Quel effet cela fait de répéter et de danser à l’Opéra Garnier ? Est-ce comme vous l’imaginiez ? L’Opéra Garnier est vraiment l’endroit rêvé pour travailler, avec toute son histoire, ses beaux studios, son théâtre, et l’atelier de costumes idylliques. Venant de Philadelphie, il a fallu un certain temps pour trouver mes repères dans un aussi grand opéra, je me suis complètement perdue à plusieurs reprises au début !
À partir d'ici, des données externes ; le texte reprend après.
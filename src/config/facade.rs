//! ConfigLoader facade delegating to merge service.

use super::merge::MergeService;
use super::CatalogConfig;
use config::ConfigError;
use std::path::Path;

/// Configuration loader facade.
pub struct ConfigLoader;

impl ConfigLoader {
    /// Load configuration from the global file and environment.
    pub fn load() -> Result<CatalogConfig, ConfigError> {
        MergeService::load()
    }

    /// Load configuration from a specific file.
    pub fn load_from_file(path: &Path) -> Result<CatalogConfig, ConfigError> {
        MergeService::load_from_file(path)
    }

    /// Explicit file when given, global sources otherwise.
    pub fn resolve(explicit: Option<&Path>) -> Result<CatalogConfig, ConfigError> {
        match explicit {
            Some(path) => Self::load_from_file(path),
            None => Self::load(),
        }
    }

    /// Create default configuration.
    pub fn default() -> CatalogConfig {
        CatalogConfig::default()
    }
}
Bien que pour le premier programme, je devais danser dans la Sérénade de Balanchine et le Concerto Barocco (des pièces que j’ai dansées avant), j’ai senti que j’avais besoin de laisser derrière moi une partie de mon « style américain » et qu’il fallait m’adapter au style plus français. Je voulais absorber autant que je pouvais des cours de ballet quotidiens, en accordant une attention particulière à la position des bras et à la position de la tête. Terminer une longue journée de répétitions avec un coucher de soleil et une vue sur de la Tour Eiffel en train de s’illuminer, depuis les célèbres fenêtres rondes dans le studio Nouréev était vraiment merveilleux.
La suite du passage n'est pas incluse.